Following the liberation of the town, the perpetrators of the attack on Timbuktu’s cultural heritage were prosecuted before the International Criminal Court (ICC) on account of the destruction to this World Heritage site. The entire process exposed once again the divergence between approaches of the international community, the state, and the local community regarding cultural heritage, values, and conservation. The community on whose behalf the proceedings were carried out at the ICC perceived that the destruction of the shrines was upheld more than the atrocities committed against those who owned and cared for the heritage.

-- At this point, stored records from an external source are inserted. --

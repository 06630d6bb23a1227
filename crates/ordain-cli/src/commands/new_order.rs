//! `ordain new-order`

use super::parse_owner;
use anyhow::Result;
use clap::Args;
use ordain_core::{NewOrderNotice, OrderRegistry};
use std::time::Duration;
use tracing::info;

/// Arguments for announcing a new order
#[derive(Debug, Clone, Args)]
pub struct NewOrderArgs {
    /// Principal creating the order
    #[arg(long)]
    pub creator: String,

    /// User to receive access (repeatable)
    #[arg(long = "user", required = true)]
    pub users: Vec<String>,

    /// Label being requested (repeatable)
    #[arg(long = "label", required = true)]
    pub labels: Vec<String>,

    /// Owner asked to delegate, as OWNER=DISPLAY_NAME (repeatable)
    #[arg(long = "owner", value_parser = parse_owner)]
    pub owners: Vec<(String, String)>,

    /// Requested duration in seconds
    #[arg(long, default_value_t = 3600)]
    pub duration_secs: u64,

    /// Duration as shown in messages; defaults to `<seconds>s`
    #[arg(long)]
    pub duration_label: Option<String>,

    /// Number of delegations requested
    #[arg(long, default_value_t = 1)]
    pub uses: u32,
}

/// Store the order, then announce it
pub async fn run(registry: &OrderRegistry, args: NewOrderArgs) -> Result<()> {
    let owner_names: Vec<String> = args.owners.iter().map(|(o, _)| o.clone()).collect();
    let order = registry.create_order(
        args.creator,
        Duration::from_secs(args.duration_secs),
        owner_names,
        args.users,
        args.labels,
    );
    info!(order = %order.id(), "Created order");

    let duration = args
        .duration_label
        .unwrap_or_else(|| format!("{}s", args.duration_secs));
    let notice = NewOrderNotice::for_order(
        &order,
        duration,
        args.uses,
        args.owners.into_iter().collect(),
    );
    registry.notify_new_order(&notice).await?;

    println!("{}", order.id());
    Ok(())
}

Another example of an urban center that encompasses the precolonial urban center is Ibadan, which was created in 1829 as a city-state whose positions were reinforced during the colonial era, with “add-ons” to accommodate colonial activities. The historic core of Ibadan is densely populated and consists of the oldest residential neighborhoods in the city with passageways and alleys that separate large compounds inhabited by extended families, with strong social connections. The land and buildings—many of which are earth buildings—are considered sacred, and are often at the center of the identity of the families that occupy them. Though characterized by high levels of poverty, the residents of this historic core reject the classification of “slums.” Their attachment to the area is linked to place dependence and place identity, which is central to their very existence.
In Ghana, the Ga urban traditions—dating from the 16th century—founded the modern city of Accra. With the establishment of British colonial rule, the colonial city grew, reducing Ga influences and establishing large commercial and administrative areas.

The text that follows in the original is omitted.